What you will do — Look through the records below and collect all lines that hold the string "DungeonConfig".

§

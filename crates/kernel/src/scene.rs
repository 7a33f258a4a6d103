use delve_common::{EntityId, EntityKind, PrefabHandle, Transform};
use serde::{Deserialize, Serialize};
use std::collections::BTreeMap;

/// An event record produced by every mutation to the scene.
///
/// The host drains these to mirror the scene into its own renderer or physics
/// world; tests use them to prove that teardown released every entity.
#[derive(Debug, Clone, PartialEq, Serialize, Deserialize)]
pub enum SceneEvent {
    /// Entity was spawned with the given kind and local transform.
    Spawned {
        id: EntityId,
        kind: EntityKind,
        transform: Transform,
        parent: Option<EntityId>,
    },
    /// Entity was despawned.
    Despawned { id: EntityId, kind: EntityKind },
}

/// Per-entity data stored in the scene.
///
/// `transform` is relative to `parent` when one is set: the parent's position
/// and rotation apply to the child, the parent's scale does not.
#[derive(Debug, Clone, PartialEq, Serialize, Deserialize)]
pub struct EntityData {
    pub kind: EntityKind,
    pub transform: Transform,
    pub parent: Option<EntityId>,
    pub prefab: Option<PrefabHandle>,
    /// Invisible entities exist for collision only.
    pub visible: bool,
}

impl EntityData {
    pub fn new(kind: EntityKind, transform: Transform) -> Self {
        Self {
            kind,
            transform,
            parent: None,
            prefab: None,
            visible: true,
        }
    }

    pub fn with_parent(mut self, parent: EntityId) -> Self {
        self.parent = Some(parent);
        self
    }

    pub fn with_prefab(mut self, prefab: PrefabHandle) -> Self {
        self.prefab = Some(prefab);
        self
    }

    pub fn invisible(mut self) -> Self {
        self.visible = false;
        self
    }
}

/// The authoritative set of objects instantiated by a generation pass.
///
/// Owned by the dungeon; renderers and gameplay systems derive from it and
/// query it by `EntityKind` instead of by string tag.
#[derive(Debug, Clone, Default, Serialize, Deserialize)]
pub struct Scene {
    entities: BTreeMap<EntityId, EntityData>,
    next_index: u64,
    /// Append-only log of all mutations since the last drain.
    #[serde(skip)]
    event_log: Vec<SceneEvent>,
}

impl Scene {
    pub fn new() -> Self {
        Self::default()
    }

    /// Number of live entities.
    pub fn entity_count(&self) -> usize {
        self.entities.len()
    }

    pub fn is_empty(&self) -> bool {
        self.entities.is_empty()
    }

    /// Drain and return the event log.
    pub fn drain_events(&mut self) -> Vec<SceneEvent> {
        std::mem::take(&mut self.event_log)
    }

    /// Read-only access to the event log.
    pub fn events(&self) -> &[SceneEvent] {
        &self.event_log
    }

    /// Read-only access to all entities (BTreeMap for deterministic iteration).
    pub fn entities(&self) -> &BTreeMap<EntityId, EntityData> {
        &self.entities
    }

    /// Spawn a new entity. Returns its id.
    pub fn spawn(&mut self, data: EntityData) -> EntityId {
        let id = EntityId::from_index(self.next_index);
        self.next_index += 1;
        tracing::trace!(index = id.index(), kind = %data.kind, "spawn");
        self.event_log.push(SceneEvent::Spawned {
            id,
            kind: data.kind,
            transform: data.transform,
            parent: data.parent,
        });
        self.entities.insert(id, data);
        id
    }

    /// Remove an entity. Returns the data if it existed.
    ///
    /// Children are not touched; use [`Scene::despawn_recursive`] for that.
    pub fn despawn(&mut self, id: EntityId) -> Option<EntityData> {
        let data = self.entities.remove(&id);
        if let Some(ref d) = data {
            self.event_log
                .push(SceneEvent::Despawned { id, kind: d.kind });
        }
        data
    }

    /// Remove an entity and everything parented to it, depth first.
    /// Returns how many entities were removed.
    pub fn despawn_recursive(&mut self, id: EntityId) -> usize {
        let mut removed = 0;
        for child in self.children_of(id) {
            removed += self.despawn_recursive(child);
        }
        if self.despawn(id).is_some() {
            removed += 1;
        }
        removed
    }

    /// Remove every entity. Returns how many were removed.
    pub fn clear(&mut self) -> usize {
        let ids: Vec<EntityId> = self.entities.keys().copied().collect();
        ids.into_iter()
            .filter(|id| self.despawn(*id).is_some())
            .count()
    }

    pub fn get(&self, id: EntityId) -> Option<&EntityData> {
        self.entities.get(&id)
    }

    pub fn get_mut(&mut self, id: EntityId) -> Option<&mut EntityData> {
        self.entities.get_mut(&id)
    }

    pub fn contains(&self, id: EntityId) -> bool {
        self.entities.contains_key(&id)
    }

    /// Ids of the entities whose parent is `parent`, in id order.
    pub fn children_of(&self, parent: EntityId) -> Vec<EntityId> {
        self.entities
            .iter()
            .filter(|(_, d)| d.parent == Some(parent))
            .map(|(id, _)| *id)
            .collect()
    }

    /// Iterate over entities of one kind, in id order.
    pub fn iter_kind(&self, kind: EntityKind) -> impl Iterator<Item = (EntityId, &EntityData)> {
        self.entities
            .iter()
            .filter(move |(_, d)| d.kind == kind)
            .map(|(id, d)| (*id, d))
    }

    pub fn count_kind(&self, kind: EntityKind) -> usize {
        self.iter_kind(kind).count()
    }

    /// Resolve an entity's transform in world space by walking its parents.
    pub fn world_transform(&self, id: EntityId) -> Option<Transform> {
        let data = self.entities.get(&id)?;
        let Some(parent) = data.parent else {
            return Some(data.transform);
        };
        let parent_t = self.world_transform(parent)?;
        let local = data.transform;
        Some(Transform {
            position: parent_t.position + parent_t.rotation * local.position,
            rotation: parent_t.rotation * local.rotation,
            scale: local.scale,
        })
    }

    /// Compute a deterministic hash of the scene for comparison.
    /// Uses canonical (BTreeMap) iteration order.
    pub fn state_hash(&self) -> u64 {
        let mut h: u64 = 0xcbf2_9ce4_8422_2325; // FNV offset basis
        let mix = |h: &mut u64, bytes: &[u8]| {
            for &b in bytes {
                *h ^= b as u64;
                *h = h.wrapping_mul(0x0100_0000_01b3);
            }
        };
        for (id, data) in &self.entities {
            mix(&mut h, &id.index().to_le_bytes());
            mix(&mut h, &[data.kind as u8, data.visible as u8]);
            if let Some(parent) = data.parent {
                mix(&mut h, &parent.index().to_le_bytes());
            }
            let t = &data.transform;
            for v in t.position.to_array() {
                mix(&mut h, &v.to_le_bytes());
            }
            for v in t.rotation.to_array() {
                mix(&mut h, &v.to_le_bytes());
            }
            for v in t.scale.to_array() {
                mix(&mut h, &v.to_le_bytes());
            }
        }
        h
    }
}
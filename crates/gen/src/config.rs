use delve_grid::MAX_GRID_SIZE;
use glam::Vec3;
use serde::{Deserialize, Serialize};
use std::path::Path;

use crate::error::ConfigError;

/// Default cap on random cell draws per `try_place_room` call.
pub const DEFAULT_PLACEMENT_TRIALS: u32 = 100;
/// Default share of the room count added as loop edges after the spanning tree.
pub const DEFAULT_LOOP_EDGE_RATIO: f32 = 0.3;
/// Upper bound on `loop_edge_ratio`.
pub const MAX_LOOP_EDGE_RATIO: f32 = 4.0;

/// Generation parameters, supplied once per `generate` call.
///
/// Every field has a default so partial YAML/JSON files are accepted.
#[derive(Debug, Clone, PartialEq, Serialize, Deserialize)]
#[serde(default)]
pub struct DungeonConfig {
    /// Lattice edge length in cells.
    pub grid_size: u32,
    /// World-space size of one cell.
    pub cell_size: f32,
    /// Inclusive range for the random room-count target.
    pub min_rooms: u32,
    pub max_rooms: u32,
    pub enemy_spawn_chance: f64,
    pub treasure_spawn_chance: f64,
    pub enable_room_barriers: bool,
    /// Fixed seed. `None` draws a fresh seed for every run.
    pub seed: Option<u64>,
    pub placement_trials: u32,
    pub loop_edge_ratio: f32,
    /// Inset of each barrier from the room edge, in world units.
    pub barrier_edge_offset: f32,
    pub barrier_thickness: f32,
    /// World position of the dungeon root; rooms are laid out around it.
    pub origin: Vec3,
}

impl Default for DungeonConfig {
    fn default() -> Self {
        Self {
            grid_size: 5,
            cell_size: 1.0,
            min_rooms: 5,
            max_rooms: 10,
            enemy_spawn_chance: 0.5,
            treasure_spawn_chance: 0.3,
            enable_room_barriers: true,
            seed: None,
            placement_trials: DEFAULT_PLACEMENT_TRIALS,
            loop_edge_ratio: DEFAULT_LOOP_EDGE_RATIO,
            barrier_edge_offset: 0.02,
            barrier_thickness: 0.05,
            origin: Vec3::ZERO,
        }
    }
}

impl DungeonConfig {
    /// Load a config from a `.yaml`/`.yml` or `.json` file.
    pub fn load(path: impl AsRef<Path>) -> Result<Self, ConfigError> {
        let path = path.as_ref();
        let text = std::fs::read_to_string(path)?;
        let ext = path
            .extension()
            .and_then(|e| e.to_str())
            .unwrap_or_default()
            .to_ascii_lowercase();
        let config: Self = match ext.as_str() {
            "yaml" | "yml" => serde_yaml::from_str(&text)?,
            "json" => serde_json::from_str(&text)?,
            other => return Err(ConfigError::UnsupportedFormat(other.to_string())),
        };
        tracing::debug!(path = %path.display(), "loaded dungeon config");
        Ok(config)
    }

    /// Reject settings that downstream phases assume never happen.
    pub fn validate(&self) -> Result<(), ConfigError> {
        if !(1..=MAX_GRID_SIZE).contains(&self.grid_size) {
            return Err(invalid(
                "grid_size",
                format!("{} is outside [1, {MAX_GRID_SIZE}]", self.grid_size),
            ));
        }
        if !(self.cell_size.is_finite() && self.cell_size > 0.0) {
            return Err(invalid("cell_size", "must be a positive number"));
        }
        if self.min_rooms == 0 {
            return Err(invalid("min_rooms", "must be at least 1"));
        }
        if self.min_rooms > self.max_rooms {
            return Err(invalid(
                "min_rooms",
                format!("{} exceeds max_rooms {}", self.min_rooms, self.max_rooms),
            ));
        }
        for (field, p) in [
            ("enemy_spawn_chance", self.enemy_spawn_chance),
            ("treasure_spawn_chance", self.treasure_spawn_chance),
        ] {
            if !(0.0..=1.0).contains(&p) {
                return Err(invalid(field, format!("{p} is outside [0, 1]")));
            }
        }
        if self.placement_trials == 0 {
            return Err(invalid("placement_trials", "must be at least 1"));
        }
        if !(0.0..=MAX_LOOP_EDGE_RATIO).contains(&self.loop_edge_ratio) {
            return Err(invalid(
                "loop_edge_ratio",
                format!("{} is outside [0, {MAX_LOOP_EDGE_RATIO}]", self.loop_edge_ratio),
            ));
        }
        if !(self.barrier_edge_offset.is_finite() && self.barrier_edge_offset >= 0.0) {
            return Err(invalid("barrier_edge_offset", "must be zero or positive"));
        }
        if !(self.barrier_thickness.is_finite() && self.barrier_thickness > 0.0) {
            return Err(invalid("barrier_thickness", "must be positive"));
        }
        Ok(())
    }
}

fn invalid(field: &'static str, reason: impl Into<String>) -> ConfigError {
    ConfigError::Invalid {
        field,
        reason: reason.into(),
    }
}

§

Task output —
pub struct DungeonConfig {
impl Default for DungeonConfig {
impl DungeonConfig {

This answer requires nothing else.